# Recognize named entities on Twitter with LSTMs

In this workshop, you will use a recurrent neural network to solve Named Entity Recognition (NER) problem. NER is a common task in natural language processing systems. It serves for extraction such entities from the text as persons, organizations, locations, etc. In this task you will experiment to recognize named entities from Twitter.

For example, we want to extract persons' and organizations' names from the text. Than for the input text:

    Donald Trump is the president of the United States

a NER model needs to provide the following sequence of tags:

    B-PER I-PER   O O O O O   B-COUNTRY  I-COUNTRY

Where *B-* and *I-* prefixes stand for the beginning and inside of the entity, while *O* stands for out of tag or no tag.
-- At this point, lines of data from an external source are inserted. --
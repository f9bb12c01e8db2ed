//! Storage Service package operations.
//!
//! Packages are AIPs, DIPs, transfers and the other units the Storage
//! Service tracks under `/api/v2/file/`.

mod download;
mod matching;

use std::collections::BTreeMap;
use std::path::{Path, PathBuf};

use reqwest::StatusCode;
use serde::Serialize;
use serde_json::Value;
use tracing::{debug, info, instrument};

use crate::Result;
use crate::error::{Error, InvalidInputError};
use crate::http::body;
use crate::http::{ApiClient, assert_response_code};
use crate::listing::{self, PaginatedListing};
use crate::record::Record;
use crate::types::{PackageType, ReingestType, ResourceKind, resource_uri};

pub use download::{CHUNK_SIZE, content_type_to_extension, disposition_filename, download_filename};
pub use matching::{dip_matches_aip, dips_for_aip, map_aips_to_dips};

/// Request body for creating a package from an existing one.
#[derive(Debug, Serialize)]
struct NewPackageRequest<'a> {
    uuid: &'a str,
    origin_location: Value,
    origin_path: Value,
    origin_pipeline: Value,
    size: Value,
    package_type: PackageType,
    current_location: String,
    current_path: &'a str,
    related_packages: Vec<String>,
}

#[derive(Debug, Serialize)]
struct ReingestRequest<'a> {
    pipeline: &'a str,
    reingest_type: ReingestType,
    processing_config: &'a str,
}

#[derive(Debug, Serialize)]
struct DeleteRequest<'a> {
    pipeline: &'a str,
    event_reason: &'a str,
    user_id: i64,
    user_email: &'a str,
}

/// Package operations.
#[derive(Debug, Clone)]
pub struct Package {
    api: ApiClient,
}

impl Package {
    pub fn new(api: ApiClient) -> Self {
        Self { api }
    }

    /// Every package of every type.
    pub async fn get_all(&self) -> Result<PaginatedListing> {
        self.fetch_all(None).await
    }

    pub async fn get_all_aips(&self) -> Result<PaginatedListing> {
        self.fetch_all(Some(PackageType::Aip)).await
    }

    pub async fn get_all_dips(&self) -> Result<PaginatedListing> {
        self.fetch_all(Some(PackageType::Dip)).await
    }

    /// Every package, optionally limited to AIPs or DIPs.
    ///
    /// Any other package type is rejected before a request is made.
    #[instrument(skip(self))]
    pub async fn fetch_all(&self, package_type: Option<PackageType>) -> Result<PaginatedListing> {
        let mut params = Vec::new();
        if let Some(package_type) = package_type {
            if !matches!(package_type, PackageType::Aip | PackageType::Dip) {
                return Err(InvalidInputError::ListingFilter {
                    value: package_type.to_string(),
                }
                .into());
            }
            params.push(("package_type".to_string(), package_type.to_string()));
        }

        listing::fetch_all(
            &self.api,
            "/api/v2/file/",
            &params,
            "Unable to get all package details",
        )
        .await
    }

    #[instrument(skip(self))]
    pub async fn details(&self, uuid: &str) -> Result<Record> {
        let failure = format!("Unable to GET details of package {}", uuid);
        let value = self
            .api
            .send_json(
                self.api.get(&format!("/api/v2/file/{}/", uuid)),
                StatusCode::OK,
                &failure,
            )
            .await?;
        body::into_record(value, &failure)
    }

    /// Register a copy of an existing package at a new location.
    ///
    /// The origin fields are read from the existing package's details.
    #[instrument(skip(self))]
    pub async fn create_from_existing(
        &self,
        new_uuid: &str,
        old_uuid: &str,
        new_location: &str,
        new_relative_path: &str,
        package_type: PackageType,
        related_package: Option<&str>,
    ) -> Result<Record> {
        if new_uuid == old_uuid {
            return Err(InvalidInputError::DuplicateUuid {
                uuid: old_uuid.to_string(),
            }
            .into());
        }

        let existing = self.details(old_uuid).await?;
        let field = |key: &str| existing.get(key).cloned().unwrap_or(Value::Null);

        let request = NewPackageRequest {
            uuid: new_uuid,
            origin_location: field("current_location"),
            origin_path: field("current_path"),
            origin_pipeline: field("origin_pipeline"),
            size: field("size"),
            package_type,
            current_location: resource_uri(ResourceKind::Location, new_location),
            current_path: new_relative_path,
            related_packages: related_package
                .map(|uuid| vec![resource_uri(ResourceKind::Package, uuid)])
                .unwrap_or_default(),
        };

        let failure = format!(
            "Unable to create new package from existing package ({})",
            old_uuid
        );
        let value = self
            .api
            .send_json(
                self.api.post("/api/v2/file/").json(&request),
                StatusCode::CREATED,
                &failure,
            )
            .await?;
        body::into_record(value, &failure)
    }

    /// Ask the Storage Service to reingest an AIP, returning the reingest UUID.
    #[instrument(skip(self))]
    pub async fn reingest(
        &self,
        uuid: &str,
        pipeline_uuid: &str,
        reingest_type: ReingestType,
        processing_config: &str,
    ) -> Result<String> {
        let request = ReingestRequest {
            pipeline: pipeline_uuid,
            reingest_type,
            processing_config,
        };

        let failure = format!("Unable to initiate reingest of AIP {}", uuid);
        let value = self
            .api
            .send_json(
                self.api
                    .post(&format!("/api/v2/file/{}/reingest/", uuid))
                    .json(&request),
                StatusCode::ACCEPTED,
                &failure,
            )
            .await?;
        body::require_string(&value, "reingest_uuid", &failure)
    }

    /// Request deletion of a package, returning the deletion request id.
    #[instrument(skip(self, user_email))]
    pub async fn delete(
        &self,
        uuid: &str,
        pipeline_uuid: &str,
        reason: &str,
        user_id: i64,
        user_email: &str,
    ) -> Result<i64> {
        if user_id < 1 {
            return Err(InvalidInputError::UserId { value: user_id }.into());
        }

        let request = DeleteRequest {
            pipeline: pipeline_uuid,
            event_reason: reason,
            user_id,
            user_email,
        };

        let failure = format!("Unable to delete package {}", uuid);
        let value = self
            .api
            .send_json(
                self.api
                    .post(&format!("/api/v2/file/{}/delete_aip/", uuid))
                    .json(&request),
                StatusCode::ACCEPTED,
                &failure,
            )
            .await?;

        body::require_string(&value, "id", &failure)?
            .parse()
            .map_err(|_| Error::request(None, failure))
    }

    /// Map every AIP UUID to the UUIDs of the DIPs generated from it.
    #[instrument(skip(self))]
    pub async fn map_aips_to_dips(&self) -> Result<BTreeMap<String, Vec<String>>> {
        let dips = self.get_all_dips().await?;
        let aips = self.get_all_aips().await?;
        Ok(map_aips_to_dips(&aips.objects, &dips.objects))
    }

    /// The DIPs generated from one AIP.
    #[instrument(skip(self))]
    pub async fn dips_for_aip(&self, aip_uuid: &str) -> Result<Vec<Record>> {
        let dips = self.get_all_dips().await?;
        Ok(dips_for_aip(&dips.objects, aip_uuid))
    }

    /// UUIDs of the DIPs generated from one AIP.
    pub async fn dip_uuids_for_aip(&self, aip_uuid: &str) -> Result<Vec<String>> {
        Ok(self
            .dips_for_aip(aip_uuid)
            .await?
            .iter()
            .filter_map(|dip| dip.uuid().map(str::to_string))
            .collect())
    }

    /// Download a package into `directory` and return the written path.
    ///
    /// `directory` must exist, be a directory and be writable; this is
    /// checked before the request is sent. The body is written to a staging
    /// file in `directory` and renamed once complete, so a failed download
    /// leaves nothing behind. The filename comes from [`download_filename`].
    /// An existing file with that name is replaced.
    #[instrument(skip(self, directory), fields(dest = %directory.as_ref().display()))]
    pub async fn download(&self, uuid: &str, directory: impl AsRef<Path>) -> Result<PathBuf> {
        let directory = directory.as_ref();
        let staging = download::stage_in(directory).await?;

        let response = self
            .api
            .send(self.api.get(&format!("/api/v2/file/{}/download/", uuid)))
            .await?;
        let response = assert_response_code(
            response,
            StatusCode::OK,
            &format!("Unable to download package {}", uuid),
        )
        .await?;

        let filename = download_filename(&response, uuid);
        let path = download::destination(directory, &filename);
        debug!(path = %path.display(), "saving package");

        let written = download::save_response(response, staging, &path).await?;
        info!(path = %path.display(), bytes = written, "package downloaded");
        Ok(path)
    }
}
Markup with the prefix scheme is called *BIO markup*. This markup is introduced for distinguishing of consequent entities with similar types.
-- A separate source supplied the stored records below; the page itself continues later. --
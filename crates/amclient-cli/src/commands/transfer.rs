//! Transfer subcommands.

use anyhow::{Context, Result};
use archivematica::{Archivematica, TransferPath, TransferType};
use clap::{Args, Subcommand};

use super::{UnitSubcommand, run_unit};
use crate::output;

#[derive(Args, Debug)]
pub struct TransferCommand {
    #[command(subcommand)]
    pub command: TransferSubcommand,
}

#[derive(Subcommand, Debug)]
pub enum TransferSubcommand {
    /// Start a transfer from one or more transfer source paths
    Start(StartArgs),

    /// List transfers waiting for approval
    Unapproved {
        /// Pretty-print JSON output
        #[arg(long)]
        pretty: bool,
    },

    /// Approve a transfer waiting in a directory
    Approve {
        /// Directory name shown by `unapproved`
        directory: String,

        /// Transfer type
        #[arg(long = "type", default_value = "standard")]
        transfer_type: TransferType,
    },

    /// Start a partial reingest of an AIP
    Reingest {
        /// AIP name
        name: String,

        /// AIP UUID
        uuid: String,
    },

    #[command(flatten)]
    Unit(UnitSubcommand),
}

#[derive(Args, Debug)]
pub struct StartArgs {
    /// Transfer name
    pub name: String,

    /// Source as LOCATION_UUID:RELATIVE_PATH (repeatable)
    #[arg(long = "path", required = true)]
    pub paths: Vec<TransferPath>,

    /// Transfer type
    #[arg(long = "type", default_value = "standard")]
    pub transfer_type: TransferType,

    /// Accession number
    #[arg(long, default_value = "")]
    pub accession: String,

    /// Access system row id (repeatable)
    #[arg(long = "row-id")]
    pub row_ids: Vec<String>,
}

pub async fn handle(client: &Archivematica, cmd: TransferCommand) -> Result<()> {
    let transfer = client.transfer();
    match cmd.command {
        TransferSubcommand::Start(args) => {
            let path = transfer
                .start(
                    &args.name,
                    args.transfer_type,
                    &args.accession,
                    &args.paths,
                    &args.row_ids,
                )
                .await
                .context("Failed to start transfer")?;
            output::success("Transfer started");
            output::field("Path", &path);
        }
        TransferSubcommand::Unapproved { pretty } => {
            let waiting = transfer
                .unapproved()
                .await
                .context("Failed to list unapproved transfers")?;
            if waiting.is_empty() {
                output::note("No transfers waiting for approval.");
            }
            for record in &waiting {
                output::value(record, pretty)?;
            }
        }
        TransferSubcommand::Approve {
            directory,
            transfer_type,
        } => {
            let uuid = transfer
                .approve(&directory, transfer_type)
                .await
                .context("Failed to approve transfer")?;
            output::success("Transfer approved");
            output::field("UUID", &uuid);
        }
        TransferSubcommand::Reingest { name, uuid } => {
            let reingest_uuid = transfer
                .reingest(&name, &uuid)
                .await
                .context("Failed to start reingest")?;
            output::success("Reingest started");
            output::field("Reingest UUID", &reingest_uuid);
        }
        TransferSubcommand::Unit(cmd) => run_unit(transfer, cmd).await?,
    }
    Ok(())
}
A solution of the task will be based on neural networks, particularly, on Bi-Directional Long Short-Term Memory Networks (Bi-LSTMs).

### Libraries

For this task you will need the following libraries:
 - [Pytorch](https://pytorch.org/docs/stable/index.html) — an open-source software library for Machine Intelligence.
 - [Numpy](http://www.numpy.org) — a package for scientific computing.

Add tutorial link to Pytorch


Import libraries and download data

In [28]:
import torch
import torch.nn as nn
import torch.nn.functional as F
import numpy as np

from common.evaluation import precision_recall_f1

import sys
sys.path.append("..")
import common.workshop as workshop

workshop.download_ner_generation()

File ner/train.txt is already downloaded.
File ner/test.txt is already downloaded.
File ner/validation.txt is already downloaded.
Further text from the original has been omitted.